* [WHAT THE TASK ASKS]: Report each line of the data that contains the string "None".

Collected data
━━━━━━━━━━━━━━━━━━━━

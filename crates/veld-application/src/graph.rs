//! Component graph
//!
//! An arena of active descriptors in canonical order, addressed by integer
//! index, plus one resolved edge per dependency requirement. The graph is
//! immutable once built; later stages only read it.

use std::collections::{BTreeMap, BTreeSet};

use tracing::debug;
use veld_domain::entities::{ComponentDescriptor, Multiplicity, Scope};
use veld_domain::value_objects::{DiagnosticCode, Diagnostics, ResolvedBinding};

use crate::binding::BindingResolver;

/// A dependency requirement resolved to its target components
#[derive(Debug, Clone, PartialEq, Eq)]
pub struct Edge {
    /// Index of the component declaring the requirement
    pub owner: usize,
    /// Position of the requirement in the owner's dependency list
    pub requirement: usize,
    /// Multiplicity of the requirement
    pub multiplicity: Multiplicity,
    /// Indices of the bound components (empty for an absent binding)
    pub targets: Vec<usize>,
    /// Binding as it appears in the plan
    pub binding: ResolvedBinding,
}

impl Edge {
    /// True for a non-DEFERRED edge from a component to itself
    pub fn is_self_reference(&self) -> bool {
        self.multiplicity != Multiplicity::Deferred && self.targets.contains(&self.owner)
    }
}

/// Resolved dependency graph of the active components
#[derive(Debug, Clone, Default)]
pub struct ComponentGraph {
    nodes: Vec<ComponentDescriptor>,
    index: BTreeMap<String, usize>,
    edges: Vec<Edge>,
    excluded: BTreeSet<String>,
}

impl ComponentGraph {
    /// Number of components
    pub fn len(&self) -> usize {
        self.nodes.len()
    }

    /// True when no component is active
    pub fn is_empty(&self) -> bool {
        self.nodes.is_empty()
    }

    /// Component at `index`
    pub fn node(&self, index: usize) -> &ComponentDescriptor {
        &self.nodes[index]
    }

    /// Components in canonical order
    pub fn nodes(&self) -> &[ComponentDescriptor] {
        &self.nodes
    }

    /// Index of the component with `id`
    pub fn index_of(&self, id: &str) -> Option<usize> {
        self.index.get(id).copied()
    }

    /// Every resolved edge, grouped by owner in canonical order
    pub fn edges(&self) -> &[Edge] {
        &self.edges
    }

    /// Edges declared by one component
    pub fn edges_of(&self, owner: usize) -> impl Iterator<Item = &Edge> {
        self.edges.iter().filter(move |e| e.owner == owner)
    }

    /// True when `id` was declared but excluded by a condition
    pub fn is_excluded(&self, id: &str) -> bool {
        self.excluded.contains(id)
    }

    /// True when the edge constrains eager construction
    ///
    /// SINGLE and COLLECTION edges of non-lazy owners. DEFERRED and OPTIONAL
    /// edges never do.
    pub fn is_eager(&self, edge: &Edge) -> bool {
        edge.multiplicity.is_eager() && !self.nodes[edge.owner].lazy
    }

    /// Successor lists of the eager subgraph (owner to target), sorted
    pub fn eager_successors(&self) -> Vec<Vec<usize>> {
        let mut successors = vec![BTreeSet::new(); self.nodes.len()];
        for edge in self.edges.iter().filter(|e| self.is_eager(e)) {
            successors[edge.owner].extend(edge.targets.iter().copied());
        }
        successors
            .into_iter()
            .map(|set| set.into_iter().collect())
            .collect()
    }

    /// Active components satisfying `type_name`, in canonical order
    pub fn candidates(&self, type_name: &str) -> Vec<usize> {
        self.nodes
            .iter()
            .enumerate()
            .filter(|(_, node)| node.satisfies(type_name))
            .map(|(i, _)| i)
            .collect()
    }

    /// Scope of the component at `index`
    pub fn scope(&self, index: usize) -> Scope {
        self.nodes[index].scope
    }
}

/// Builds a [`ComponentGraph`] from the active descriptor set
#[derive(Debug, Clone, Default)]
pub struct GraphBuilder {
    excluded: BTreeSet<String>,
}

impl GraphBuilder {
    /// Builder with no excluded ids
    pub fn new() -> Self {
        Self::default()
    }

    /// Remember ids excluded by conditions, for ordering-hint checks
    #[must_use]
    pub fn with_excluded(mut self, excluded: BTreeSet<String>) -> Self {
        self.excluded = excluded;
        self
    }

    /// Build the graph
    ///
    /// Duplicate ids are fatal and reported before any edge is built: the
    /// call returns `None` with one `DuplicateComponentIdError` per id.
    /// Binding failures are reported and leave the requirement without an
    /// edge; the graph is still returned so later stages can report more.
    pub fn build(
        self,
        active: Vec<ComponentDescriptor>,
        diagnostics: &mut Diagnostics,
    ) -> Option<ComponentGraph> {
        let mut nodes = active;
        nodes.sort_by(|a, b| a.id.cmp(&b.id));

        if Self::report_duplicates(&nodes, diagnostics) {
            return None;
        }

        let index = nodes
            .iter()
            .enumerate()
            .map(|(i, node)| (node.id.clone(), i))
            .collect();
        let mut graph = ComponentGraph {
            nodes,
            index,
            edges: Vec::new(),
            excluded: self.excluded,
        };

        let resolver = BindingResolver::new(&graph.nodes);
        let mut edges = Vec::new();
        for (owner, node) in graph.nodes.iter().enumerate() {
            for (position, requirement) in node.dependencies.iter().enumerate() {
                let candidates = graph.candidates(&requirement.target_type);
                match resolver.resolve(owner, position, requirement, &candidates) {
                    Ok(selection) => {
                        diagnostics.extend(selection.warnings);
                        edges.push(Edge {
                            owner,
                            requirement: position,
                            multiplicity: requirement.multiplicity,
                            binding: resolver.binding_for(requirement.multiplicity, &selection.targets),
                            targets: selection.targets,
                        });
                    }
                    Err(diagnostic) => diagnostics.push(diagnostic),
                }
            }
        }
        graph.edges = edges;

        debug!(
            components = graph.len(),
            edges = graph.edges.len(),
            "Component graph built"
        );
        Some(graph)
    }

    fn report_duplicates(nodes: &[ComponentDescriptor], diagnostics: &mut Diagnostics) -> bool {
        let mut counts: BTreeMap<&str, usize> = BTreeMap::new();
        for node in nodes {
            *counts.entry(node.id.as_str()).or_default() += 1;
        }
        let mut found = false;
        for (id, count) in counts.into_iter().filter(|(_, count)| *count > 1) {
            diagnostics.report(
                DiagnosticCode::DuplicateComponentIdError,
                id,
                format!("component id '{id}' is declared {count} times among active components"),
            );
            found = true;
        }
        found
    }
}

━━━━━━━━━━━━━━━━━━━━

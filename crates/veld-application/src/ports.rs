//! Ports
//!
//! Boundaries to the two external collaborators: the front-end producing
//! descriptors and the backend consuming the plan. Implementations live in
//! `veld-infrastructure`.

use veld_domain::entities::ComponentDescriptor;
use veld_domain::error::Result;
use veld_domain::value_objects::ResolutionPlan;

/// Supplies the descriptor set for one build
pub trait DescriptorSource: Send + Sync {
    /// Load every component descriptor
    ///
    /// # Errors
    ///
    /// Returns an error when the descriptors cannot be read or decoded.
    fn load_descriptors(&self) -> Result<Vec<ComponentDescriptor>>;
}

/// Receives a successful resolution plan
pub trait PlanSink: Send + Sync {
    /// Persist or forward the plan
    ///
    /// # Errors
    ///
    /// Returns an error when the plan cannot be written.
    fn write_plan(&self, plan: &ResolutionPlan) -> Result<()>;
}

━━━━━━━━━━━━━━━━━━━━

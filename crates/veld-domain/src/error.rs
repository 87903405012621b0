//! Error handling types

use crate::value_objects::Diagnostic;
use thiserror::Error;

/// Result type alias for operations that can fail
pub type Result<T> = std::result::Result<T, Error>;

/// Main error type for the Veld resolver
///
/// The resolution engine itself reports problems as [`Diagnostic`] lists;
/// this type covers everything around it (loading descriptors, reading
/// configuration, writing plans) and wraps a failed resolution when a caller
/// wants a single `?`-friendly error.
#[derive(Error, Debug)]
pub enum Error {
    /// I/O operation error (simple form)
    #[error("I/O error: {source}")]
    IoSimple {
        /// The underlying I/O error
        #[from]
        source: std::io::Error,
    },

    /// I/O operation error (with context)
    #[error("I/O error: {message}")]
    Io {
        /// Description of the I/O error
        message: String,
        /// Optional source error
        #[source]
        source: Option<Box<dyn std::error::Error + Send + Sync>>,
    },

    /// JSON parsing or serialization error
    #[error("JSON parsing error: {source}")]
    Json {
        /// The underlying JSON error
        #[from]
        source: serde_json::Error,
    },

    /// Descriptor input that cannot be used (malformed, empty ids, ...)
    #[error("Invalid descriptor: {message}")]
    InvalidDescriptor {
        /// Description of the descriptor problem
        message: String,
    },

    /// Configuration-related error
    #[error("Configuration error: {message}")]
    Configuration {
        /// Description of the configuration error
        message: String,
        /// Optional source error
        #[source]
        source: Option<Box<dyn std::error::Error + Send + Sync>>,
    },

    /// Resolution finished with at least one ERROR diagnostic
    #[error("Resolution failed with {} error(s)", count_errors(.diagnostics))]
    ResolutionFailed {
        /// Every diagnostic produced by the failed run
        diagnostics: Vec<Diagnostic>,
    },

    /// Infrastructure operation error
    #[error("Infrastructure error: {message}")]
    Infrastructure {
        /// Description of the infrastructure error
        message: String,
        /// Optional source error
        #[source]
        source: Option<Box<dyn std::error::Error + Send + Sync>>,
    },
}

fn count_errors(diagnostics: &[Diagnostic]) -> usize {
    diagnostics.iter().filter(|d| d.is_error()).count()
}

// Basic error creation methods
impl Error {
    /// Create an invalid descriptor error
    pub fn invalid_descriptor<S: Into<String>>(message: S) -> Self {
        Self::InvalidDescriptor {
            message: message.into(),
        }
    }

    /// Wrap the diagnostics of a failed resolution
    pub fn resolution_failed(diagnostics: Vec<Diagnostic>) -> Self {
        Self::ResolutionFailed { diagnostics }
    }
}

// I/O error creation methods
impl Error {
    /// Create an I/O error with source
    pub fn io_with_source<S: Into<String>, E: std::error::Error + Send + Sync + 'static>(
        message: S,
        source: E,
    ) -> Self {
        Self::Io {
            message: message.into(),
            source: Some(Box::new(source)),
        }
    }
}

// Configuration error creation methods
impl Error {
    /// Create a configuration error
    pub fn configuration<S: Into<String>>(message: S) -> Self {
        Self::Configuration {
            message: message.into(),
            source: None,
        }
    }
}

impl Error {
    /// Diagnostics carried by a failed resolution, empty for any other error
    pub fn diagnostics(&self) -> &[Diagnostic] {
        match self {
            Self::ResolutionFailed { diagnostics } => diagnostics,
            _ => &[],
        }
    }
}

━━━━━━━━━━━━━━━━━━━━

* [RESULT BELOW]:
    /// call returns `None` with one `DuplicateComponentIdError` per id.
            return None;
            source: None,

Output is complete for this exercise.